Staatssekretärin Friedlinde Gurr-Hirsch lobte den Boys‘ und Girls‘ Day als Erfolgsmodell der Regionaldirektion Baden-Württemberg

CDU Landtagsfraktion beim Girls' Day mit dabei

Bereits zum siebzehnten Mal fand der landesweite Girls’ Day statt.

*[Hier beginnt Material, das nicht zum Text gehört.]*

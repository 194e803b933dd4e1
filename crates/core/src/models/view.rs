use chrono::{DateTime, Utc};
use serde::{Deserialize, Serialize};

use super::analytics::PortfolioTotals;
use super::draft::{AddHoldingDraft, EditDraft};
use super::holding::Holding;
use super::portfolio::Portfolio;
use super::sort::SortConfig;

/// Rows above this total return are highlighted.
pub const HIGHLIGHT_RETURN_PERCENT: f64 = 30.0;

/// One rendered row of the holdings table.
#[derive(Debug, Clone, PartialEq, Serialize, Deserialize)]
pub struct HoldingRow {
    pub holding: Holding,
    pub current_value: Option<f64>,
    pub editing: bool,
    pub selected: bool,
    pub highlight: bool,
    pub sell: bool,
    pub quote_url: Option<String>,
}

impl HoldingRow {
    pub fn new(holding: &Holding, editing: bool, selected: bool) -> Self {
        Self {
            current_value: holding.current_value(),
            highlight: holding
                .total_return_percent
                .is_some_and(|r| r > HIGHLIGHT_RETURN_PERCENT),
            sell: holding.is_sell(),
            quote_url: holding.quote_url(),
            holding: holding.clone(),
            editing,
            selected,
        }
    }
}

#[derive(Debug, Clone, PartialEq, Serialize, Deserialize)]
#[serde(tag = "status", content = "message", rename_all = "snake_case")]
pub enum HoldingsStatus {
    Loading,
    Error(String),
    Ready,
}

/// Everything the holdings screen shows for the active portfolio.
#[derive(Debug, Clone, PartialEq, Serialize, Deserialize)]
pub struct HoldingsView {
    pub portfolio_id: String,
    pub status: HoldingsStatus,
    pub rows: Vec<HoldingRow>,
    pub totals: PortfolioTotals,
    pub sort: SortConfig,
    pub is_market_open: bool,
    pub last_refreshed: Option<DateTime<Utc>>,
    pub is_fetching: bool,
    pub edit_draft: Option<EditDraft>,
    pub selected_count: usize,
    pub all_selected: bool,
    pub add_form: Option<AddHoldingDraft>,
    pub upload_pending: bool,
}

#[derive(Debug, Clone, PartialEq, Serialize, Deserialize)]
#[serde(tag = "view", rename_all = "snake_case")]
pub enum DashboardView {
    /// No portfolio is available (yet); the holdings screen is not shown.
    Placeholder { loading: bool, error: Option<String> },
    Ready {
        portfolios: Vec<Portfolio>,
        selected: Portfolio,
        holdings: HoldingsView,
    },
    /// Recovery screen shown after a render failure; offers a full reload.
    Fallback { message: String },
}

#[derive(Debug, Clone, Copy, PartialEq, Eq, Serialize, Deserialize)]
#[serde(rename_all = "snake_case")]
pub enum NotificationLevel {
    Info,
    Error,
}

/// A message the host must show the user before they continue.
#[derive(Debug, Clone, PartialEq, Eq, Serialize, Deserialize)]
pub struct Notification {
    pub level: NotificationLevel,
    pub message: String,
}

impl Notification {
    pub fn info(message: impl Into<String>) -> Self {
        Self {
            level: NotificationLevel::Info,
            message: message.into(),
        }
    }

    pub fn error(message: impl Into<String>) -> Self {
        Self {
            level: NotificationLevel::Error,
            message: message.into(),
        }
    }
}
pub mod fetcher;
pub mod key;
pub mod query_cache;
pub mod snapshot;
pub mod store;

Den Boys‘ Day gibt es immerhin auch schon seit nunmehr 9 Jahren. An diesem Tag hatten Mädchen die Gelegenheit, Berufe rund um Technik und Naturwissenschaften auszuprobieren und dieses Arbeitsfeld näher kennen zu lernen. Jungen bot dieser Tag die Chance, sich ein Bild von Gesundheits- und Sozialberufen zu verschaffen wie etwa der Beruf des Erziehers, ein bislang mehrheitlich von Frauen ausgeübter Beruf.

 

Mehr als die Hälfte der Mädchen wählt aus nur zehn verschiedenen Ausbildungsberufen im dualen System – kein einziger naturwissenschaftlich-technischer ist darunter. In Studiengängen, wie zum Beispiel in Ingenieurwissenschaften oder Informatik, sind Frauen deutlich unterrepräsentiert. Auch Jungen haben ein enges Berufswahlspektrum, das von männlichen Rollenbildern geprägt ist.

 

„Der Boys’ und Girls’Day trägt dazu bei, Klischees und überholte Rollenbilder bei der Berufswahl abzubauen. Jenseits stereotypischer Vorurteile eröffnet er vielen Jugendlichen die Chance, den für sie passenden Beruf zu entdecken“, so die Landtagsabgeordnete Friedlinde Gurr-Hirsch. Zentraler Bestandteil der beruflichen Orientierung der Schülerinnen und Schüler sei, sich umfassend zu informieren und auszuprobieren, so die Staatssekretärin. „Ich freue mich, dass die CDU Landtagsfraktion mit der frauenpolitischen Sprecherin Christine Neumann MdL, auch in diesem Jahr einer Gruppe Mädchen Einblick in die Arbeit einer Landtagsabgeordneten ermöglicht“.  

 

Für die Unternehmen bietet der Boys' und Girls'Day die Möglichkeit, potenziellen Nachwuchs auf sich aufmerksam zu machen. Für die Mädchen und Jungen ist es eine Gelegenheit, zumindest einmal im Jahr die Arbeitswelt außerhalb des Rasters „typisch Mann – typisch Frau“ zu erkunden.

 

„Die Regionaldirektion koordiniert diesen Tag, weil es uns wichtig ist, dass Mädchen und Jungen sich trauen, eine Ausbildung oder ein Studium nach ihren individuellen Interessen und Neigungen zu wählen und nicht starren Rollenbildern zu folgen“, erklärte Christian Rauch, Vorsitzender der Geschäftsführung der Regionaldirektion Baden-Württemberg. Deshalb lohne es sich, in Aktivitäten der Berufsorientierung, wie dem Boys' und Girls'Day zu investieren.

 

Friedlinde Gurr-Hirsch betonte als ehemalige Berufsschullehrerin: „Haben junge Menschen den für sie passenden Beruf gefunden, haben Sie Spaß bei der Arbeit und erbringen gute Leistungen am Arbeitsplatz. Langfristig profitieren davon beide Seiten: Die Auszubildenden und die Unternehmen“.